Une fonction devenue stratégique
Dans des contextes où les conflits sont moins interétatiques que fragmentés, souvent urbains et mêlés à la criminalité organisée, la police apparaît comme un instrument parfois plus adapté que la force militaire seule. Elle forme, conseille, patrouille, soutient les institutions judiciaires et tente de retisser des liens entre populations et autorités.
Pour les responsables onusiens, cette dimension institutionnelle est devenue centrale. L’objectif n’est plus seulement d’empêcher une reprise immédiate des violences, mais de créer les conditions d’une sécurité durable, reposant sur des forces nationales crédibles.
Encore faut-il disposer des moyens nécessaires. Jean-Pierre Lacroix l’a rappelé sans détour : « Cette recherche d’efficacité ne saurait se substituer à un financement prévisible et durable ». Un avertissement adressé aux États membres, dont les contributions tardives ou insuffisantes alimentent la crise financière que traverse l’organisation.
Le terrain impose ses limites
Au Soudan du Sud, cette tension se retrouve sur le terrain.

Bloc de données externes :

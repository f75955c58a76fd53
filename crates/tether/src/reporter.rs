//! Structured reporting for connection lifecycle events.

use std::sync::Arc;

use crate::error::{ConnectionError, TransportError};

pub(crate) const LIFECYCLE_TARGET: &str = concat!(env!("CARGO_PKG_NAME"), "::lifecycle");

/// Observer notified as transports are opened and closed around work.
pub trait LifecycleReporter: Send + Sync {
    /// Invoked before the transport is opened.
    fn opening(&self, address: &str);

    /// Invoked after the transport opened.
    fn opened(&self, address: &str);

    /// Invoked when opening failed.
    fn open_failed(&self, error: &ConnectionError);

    /// Invoked after the transport closed.
    fn closed(&self, address: &str);

    /// Invoked when closing reported a failure. The transport is closed
    /// regardless.
    fn close_failed(&self, address: &str, error: &TransportError);
}

impl<T> LifecycleReporter for Arc<T>
where
    T: LifecycleReporter + ?Sized,
{
    fn opening(&self, address: &str) {
        (**self).opening(address);
    }

    fn opened(&self, address: &str) {
        (**self).opened(address);
    }

    fn open_failed(&self, error: &ConnectionError) {
        (**self).open_failed(error);
    }

    fn closed(&self, address: &str) {
        (**self).closed(address);
    }

    fn close_failed(&self, address: &str, error: &TransportError) {
        (**self).close_failed(address, error);
    }
}

/// Default reporter that records lifecycle events using `tracing`.
#[derive(Debug, Default, Clone, Copy)]
pub struct StructuredLifecycleReporter;

impl StructuredLifecycleReporter {
    /// Builds a new reporter.
    #[must_use]
    pub fn new() -> Self {
        Self
    }
}

impl LifecycleReporter for StructuredLifecycleReporter {
    fn opening(&self, address: &str) {
        tracing::debug!(
            target: LIFECYCLE_TARGET,
            event = "connection_opening",
            address,
            "opening thrift transport"
        );
    }

    fn opened(&self, address: &str) {
        tracing::debug!(
            target: LIFECYCLE_TARGET,
            event = "connection_opened",
            address,
            "thrift transport open"
        );
    }

    fn open_failed(&self, error: &ConnectionError) {
        tracing::error!(
            target: LIFECYCLE_TARGET,
            event = "connection_failed",
            address = error.address(),
            error = %error.transport_error(),
            "unable to connect to thrift server"
        );
    }

    fn closed(&self, address: &str) {
        tracing::debug!(
            target: LIFECYCLE_TARGET,
            event = "connection_closed",
            address,
            "thrift transport closed"
        );
    }

    fn close_failed(&self, address: &str, error: &TransportError) {
        tracing::warn!(
            target: LIFECYCLE_TARGET,
            event = "connection_close_failed",
            address,
            error = %error,
            "closing thrift transport failed"
        );
    }
}
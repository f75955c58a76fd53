//! Error types surfaced while building transports and managing connections.

use std::io;

use camino::Utf8PathBuf;
use thiserror::Error;

use tether_config::ConfigurationError;

/// HTTP status a host framework should answer with when the per-request
/// connection cannot be established.
pub const CONNECTION_FAILURE_STATUS: u16 = 500;

/// Failures raised by transport `open` and `close`.
#[derive(Debug, Error)]
pub enum TransportError {
    /// `open` was called on an open transport.
    #[error("transport to {address} is already open")]
    AlreadyOpen {
        /// Endpoint display.
        address: String,
    },
    /// `close` was called on a closed transport.
    #[error("transport to {address} is not open")]
    NotOpen {
        /// Endpoint display.
        address: String,
    },
    /// The socket could not be connected.
    #[error("failed to connect to {address}: {source}")]
    Connect {
        /// Endpoint display.
        address: String,
        /// Underlying I/O failure.
        #[source]
        source: io::Error,
    },
    /// The TLS handshake did not complete.
    #[error("TLS handshake with {address} failed: {source}")]
    Handshake {
        /// Endpoint display.
        address: String,
        /// Underlying failure, including certificate rejection.
        #[source]
        source: io::Error,
    },
    /// The HTTP client could not be prepared.
    #[error("failed to prepare HTTP client for {address}: {source}")]
    Http {
        /// Endpoint display.
        address: String,
        /// Underlying client failure.
        #[source]
        source: reqwest::Error,
    },
    /// Shutting the connection down failed. The transport is closed anyway.
    #[error("failed to close transport to {address}: {source}")]
    Close {
        /// Endpoint display.
        address: String,
        /// Underlying I/O failure.
        #[source]
        source: io::Error,
    },
}

impl TransportError {
    /// True for the open/close state mismatches that the lifecycle manager
    /// treats as no-ops.
    #[must_use]
    pub const fn is_state_mismatch(&self) -> bool {
        matches!(self, Self::AlreadyOpen { .. } | Self::NotOpen { .. })
    }
}

/// TLS material problems detected while a secure transport is built.
#[derive(Debug, Error)]
pub enum CertificateError {
    /// Validation is enabled but no CA bundle was configured.
    #[error("TLS_VALIDATE is set but TLS_CA_PATH is missing")]
    MissingCaPath,
    /// The CA bundle could not be read.
    #[error("failed to read CA bundle '{path}': {source}")]
    Unreadable {
        /// Bundle path.
        path: Utf8PathBuf,
        /// Underlying I/O failure.
        #[source]
        source: io::Error,
    },
    /// The CA bundle held no PEM certificates.
    #[error("CA bundle '{path}' contains no certificates")]
    NoCertificates {
        /// Bundle path.
        path: Utf8PathBuf,
    },
    /// A certificate in the bundle was rejected as a trust anchor.
    #[error("CA bundle '{path}' holds an unusable certificate: {source}")]
    Rejected {
        /// Bundle path.
        path: Utf8PathBuf,
        /// Underlying TLS failure.
        #[source]
        source: rustls::Error,
    },
    /// The host cannot be presented as a TLS server name.
    #[error("'{host}' is not a valid TLS server name")]
    ServerName {
        /// Offending host.
        host: String,
    },
    /// The TLS client configuration could not be assembled.
    #[error("failed to configure TLS client: {0}")]
    Config(#[source] rustls::Error),
}

impl From<CertificateError> for io::Error {
    fn from(error: CertificateError) -> Self {
        let kind = match &error {
            CertificateError::MissingCaPath => io::ErrorKind::NotFound,
            CertificateError::Unreadable { source, .. } => source.kind(),
            _ => io::ErrorKind::InvalidData,
        };
        Self::new(kind, error)
    }
}

/// Failures raised while a client is built from configuration.
#[derive(Debug, Error)]
pub enum BuildError {
    /// The option mapping was malformed.
    #[error(transparent)]
    Configuration(#[from] ConfigurationError),
    /// TLS material could not be loaded.
    #[error(transparent)]
    Certificate(#[from] CertificateError),
}

/// The transport could not be opened for a unit of work.
#[derive(Debug, Error)]
#[error("unable to connect to thrift server at {address}")]
pub struct ConnectionError {
    address: String,
    #[source]
    source: TransportError,
}

impl ConnectionError {
    pub(crate) fn new(address: impl Into<String>, source: TransportError) -> Self {
        Self {
            address: address.into(),
            source,
        }
    }

    /// Endpoint the connection was attempted against.
    #[must_use]
    pub fn address(&self) -> &str {
        &self.address
    }

    /// Transport failure behind this error.
    #[must_use]
    pub const fn transport_error(&self) -> &TransportError {
        &self.source
    }

    /// Status code for the response the host should produce.
    #[must_use]
    pub const fn status_code(&self) -> u16 {
        CONNECTION_FAILURE_STATUS
    }
}

/// Outcome of a unit of work run under the request lifecycle.
#[derive(Debug, Error)]
pub enum RequestError<E> {
    /// The transport could not be opened, so the work never ran.
    #[error(transparent)]
    Connection(#[from] ConnectionError),
    /// The work itself failed.
    #[error("{0}")]
    Work(E),
}

impl<E> RequestError<E> {
    /// Status code for connection failures, `None` for work failures.
    #[must_use]
    pub const fn status_code(&self) -> Option<u16> {
        match self {
            Self::Connection(error) => Some(error.status_code()),
            Self::Work(_) => None,
        }
    }

    /// Returns the work error, if that is what failed.
    pub fn into_work(self) -> Option<E> {
        match self {
            Self::Connection(_) => None,
            Self::Work(error) => Some(error),
        }
    }
}
//! Request-scoped connection lifecycle.
//!
//! Three patterns share one [`Connection`]:
//!
//! - [`RequestHooks`] open before every request and close at teardown when
//!   `ALWAYS_CONNECT` is set.
//! - [`ConnectionScope`] holds the transport open for an explicit block.
//! - [`autoconnect`] wraps a callable so each invocation runs inside a scope.
//!
//! Opening an open transport and closing a closed one are no-ops here. A
//! scope only closes a transport it opened itself, so the patterns nest: a
//! scope inside a request leaves the request's connection open. Close failures
//! are reported and then dropped; the transport always ends up closed.

mod hooks;
mod scope;

use std::fmt;
use std::sync::Arc;

pub use hooks::{BeforeRequestHook, RequestHooks, RequestLifecycle, TeardownHook};
pub use scope::{ConnectionScope, autoconnect, autoconnect_with};

use crate::error::{ConnectionError, TransportError};
use crate::reporter::LifecycleReporter;
use crate::transport::TransportHandle;

/// Whether the transport is opened implicitly for every request.
#[derive(Debug, Clone, Copy, PartialEq, Eq)]
pub enum ConnectPolicy {
    /// Open before each request and close at teardown.
    Always,
    /// Leave the transport alone unless a scope asks for it.
    OnDemand,
}

impl ConnectPolicy {
    /// Policy for the `ALWAYS_CONNECT` option.
    #[must_use]
    pub const fn from_always_connect(always_connect: bool) -> Self {
        if always_connect {
            Self::Always
        } else {
            Self::OnDemand
        }
    }

    /// True for [`ConnectPolicy::Always`].
    #[must_use]
    pub const fn is_always(self) -> bool {
        matches!(self, Self::Always)
    }
}

/// Idempotent open and close over a shared transport.
#[derive(Clone)]
pub struct Connection {
    transport: TransportHandle,
    reporter: Arc<dyn LifecycleReporter>,
}

impl Connection {
    /// Manages `transport`, reporting through `reporter`.
    pub fn new(transport: TransportHandle, reporter: Arc<dyn LifecycleReporter>) -> Self {
        Self {
            transport,
            reporter,
        }
    }

    /// Opens the transport unless it is already open.
    ///
    /// # Errors
    ///
    /// Returns [`ConnectionError`] when the transport cannot be opened.
    pub fn open(&self) -> Result<(), ConnectionError> {
        if self.transport.is_open() {
            return Ok(());
        }
        let address = self.transport.address();
        self.reporter.opening(address);
        match self.transport.open() {
            Ok(()) | Err(TransportError::AlreadyOpen { .. }) => {
                self.reporter.opened(address);
                Ok(())
            }
            Err(source) => {
                let error = ConnectionError::new(address, source);
                self.reporter.open_failed(&error);
                Err(error)
            }
        }
    }

    /// Closes the transport unless it is already closed.
    ///
    /// # Errors
    ///
    /// Returns the shutdown failure. The transport is closed either way.
    pub fn close(&self) -> Result<(), TransportError> {
        if !self.transport.is_open() {
            return Ok(());
        }
        let address = self.transport.address();
        match self.transport.close() {
            Ok(()) | Err(TransportError::NotOpen { .. }) => {
                self.reporter.closed(address);
                Ok(())
            }
            Err(error) => {
                self.reporter.close_failed(address, &error);
                Err(error)
            }
        }
    }

    /// Closes and discards any failure once it has been reported.
    pub fn release(&self) {
        if let Err(error) = self.close() {
            tracing::trace!(
                target: crate::reporter::LIFECYCLE_TARGET,
                error = %error,
                "suppressed close failure"
            );
        }
    }

    /// Whether the transport is open.
    #[must_use]
    pub fn is_open(&self) -> bool {
        self.transport.is_open()
    }

    /// Transport under management.
    #[must_use]
    pub const fn transport(&self) -> &TransportHandle {
        &self.transport
    }

    /// Opens the transport for the lifetime of the returned scope.
    ///
    /// # Errors
    ///
    /// Returns [`ConnectionError`] when the transport cannot be opened.
    pub fn scope(&self) -> Result<ConnectionScope, ConnectionError> {
        ConnectionScope::enter(self.clone())
    }
}

impl fmt::Debug for Connection {
    fn fmt(&self, f: &mut fmt::Formatter<'_>) -> fmt::Result {
        f.debug_struct("Connection")
            .field("transport", &self.transport)
            .finish_non_exhaustive()
    }
}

Meinolf Schlotmann, le chef de la police de la MINUSS – la mission de l’ONU déployée depuis 2011 dans ce pays vaste et enclavé – décrit une présence nécessairement sélective : priorisation des zones à risque, patrouilles mobiles pour compenser la fermeture de bases, adaptation constante à un environnement politique volatile.
« Cela signifie faire moins avec moins », reconnaît-il.